Monday, November 7, 2011

Beef Rendang


1 kg chuck steak - cut into cubes
1 cup shallots
1/2 cup garlic
1/4 cup candlenuts
2 slices ginger
2 slices galangal
2 stalks lemon grass
1 pc cinnamon stick
3 pcs cloves
3 star anise
3 tbsp chilli powder
sugar/palm sugar to taste
salt to taste
1 tsp tamarind paste (optional)
1 tbsp soy sauce
cooking oil
1/2 cup dessicated coconut
200ml  coconut cream
1 cup water
kaffir lime leaves (about 3 - 4)

  • Pound the shallots, garlic, candlenuts, ginger, galangal and lemon grass into a fine paste.
  • Fry dessicated coconut in a pan without oil over a low flame until light brown.  Remove and pound until fine.
  • Heat oil in a saucepan over medium flame and fry the pounded ingredients, cinnamon stick, cloves , star anise and chilli powder until fragrant.
  • Add meat and fry for about 1 minute.

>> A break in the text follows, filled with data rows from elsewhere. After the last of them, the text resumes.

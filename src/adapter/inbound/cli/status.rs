//! Handler for the `status` command.

use std::path::Path;

use serde_json::json;
use tabled::settings::Style;
use tabled::{Table, Tabled};

use super::dispatch::load_config;
use super::output;
use crate::domain::fixed::format_wad;
use crate::error::Result;
use crate::infrastructure::bootstrap;

#[derive(Tabled)]
struct StatusRow {
    #[tabled(rename = "Market")]
    market: String,
    #[tabled(rename = "Pending")]
    pending: String,
    #[tabled(rename = "Active")]
    active: String,
    #[tabled(rename = "Expired")]
    expired: String,
    #[tabled(rename = "Cached PNL")]
    pnl: String,
    #[tabled(rename = "Cached delta")]
    delta: String,
}

/// Print position counts and cached risk for every market. Read only.
pub async fn execute(config_path: &Path) -> Result<()> {
    let config = load_config(config_path)?;
    // Reads only, so never ask for a signing key.
    let runtime = bootstrap::build(&config, true)?;

    let mut rows = Vec::new();
    let mut entries = Vec::new();
    for market in &runtime.deployment.markets {
        match runtime.keeper.market_status(market).await {
            Ok(status) => {
                entries.push(json!({
                    "market": market.name().as_str(),
                    "collection": market.collection().to_string(),
                    "pending": status.pending,
                    "active": status.active,
                    "expired": status.expired,
                    "cached_pnl": format_wad(status.cached.pnl),
                    "cached_delta": format_wad(status.cached.delta),
                }));
                rows.push(StatusRow {
                    market: market.name().to_string(),
                    pending: status.pending.to_string(),
                    active: status.active.to_string(),
                    expired: status.expired.to_string(),
                    pnl: format_wad(status.cached.pnl),
                    delta: format_wad(status.cached.delta),
                });
            }
            Err(e) => {
                entries.push(json!({
                    "market": market.name().as_str(),
                    "error": e.to_string(),
                }));
                output::warning(&format!("{}: {e}", market.name()));
                rows.push(StatusRow {
                    market: market.name().to_string(),
                    pending: "?".into(),
                    active: "?".into(),
                    expired: "?".into(),
                    pnl: "?".into(),
                    delta: "?".into(),
                });
            }
        }
    }

    if output::is_json() {
        output::json_output(json!({
            "command": "status",
            "network": config.network.name,
            "markets": entries,
        }));
        return Ok(());
    }

    output::header(env!("CARGO_PKG_VERSION"));
    output::field("Network", &config.network.name);
    output::field("RPC", output::muted(&config.network.rpc_url));
    if rows.is_empty() {
        output::hint("no markets configured");
    } else {
        output::lines(&Table::new(rows).with(Style::rounded()).to_string());
    }
    Ok(())
}
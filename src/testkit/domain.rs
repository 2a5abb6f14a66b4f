//! Builders for domain primitives used across tests.

use alloy_primitives::{Address, I256, U256};
use rust_decimal::Decimal;
use rust_decimal_macros::dec;

use crate::domain::fixed::{self, WAD};
use crate::domain::{Market, Position, PositionId, PositionState, RiskSnapshot};

/// Market `name` whose collection is `0xbb..bb` for `byte = 0xbb` and whose
/// option token is the same byte with the high bit set.
pub fn market(name: &str, byte: u8) -> Market {
    Market::new(
        name,
        Address::repeat_byte(byte),
        dec!(0.5),
        Some(Address::repeat_byte(byte | 0x80)),
    )
}

/// Market with no option token deployed.
pub fn market_without_option_token(name: &str, byte: u8) -> Market {
    Market::new(name, Address::repeat_byte(byte), dec!(0.5), None)
}

/// Convert a human decimal into a WAD integer.
pub fn wad(value: Decimal) -> I256 {
    fixed::from_decimal(value).expect("test value fits in int256")
}

/// Convert a non-negative human decimal into an unsigned WAD integer.
pub fn wad_u(value: Decimal) -> U256 {
    wad(value).into_raw()
}

/// Snapshot from human decimals.
pub fn snapshot(pnl: Decimal, delta: Decimal) -> RiskSnapshot {
    RiskSnapshot::new(wad(pnl), wad(delta))
}

/// Position ids from raw integers.
pub fn ids(raw: &[u64]) -> Vec<PositionId> {
    raw.iter().map(|&i| PositionId::from(i)).collect()
}

/// A position of one unit notional with no risk contribution that never expires.
pub fn position(id: u64, market: &Market, state: PositionState) -> Position {
    Position {
        id: PositionId::from(id),
        collection: market.collection(),
        strike: WAD.into_raw(),
        expiry: u64::MAX,
        amount: WAD.into_raw(),
        state,
        pnl: I256::ZERO,
        weighted_delta: I256::ZERO,
    }
}

/// A position contributing `pnl` and `weighted_delta` with notional `amount`.
pub fn risky_position(
    id: u64,
    market: &Market,
    state: PositionState,
    pnl: Decimal,
    weighted_delta: Decimal,
    amount: Decimal,
) -> Position {
    Position {
        pnl: wad(pnl),
        weighted_delta: wad(weighted_delta),
        amount: wad_u(amount),
        ..position(id, market, state)
    }
}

Season with sugar, salt, soy sauce, tamarind paste and dessicated coconut.  Add in water and kaffir lime leaves and simmer until meat is almost tender. Stir occasionally.
  • Lastly, add in coconut cream and cook until meat is tender and gravy has almost dried up.
  • Serve hot with rice. 


  1. Hi, May I know which type of beef do you used to cook the beef rendang? Thanks in advance.

    1. Hi I usually use chuck steak to cook rendang. Or you can use gravy Beef too.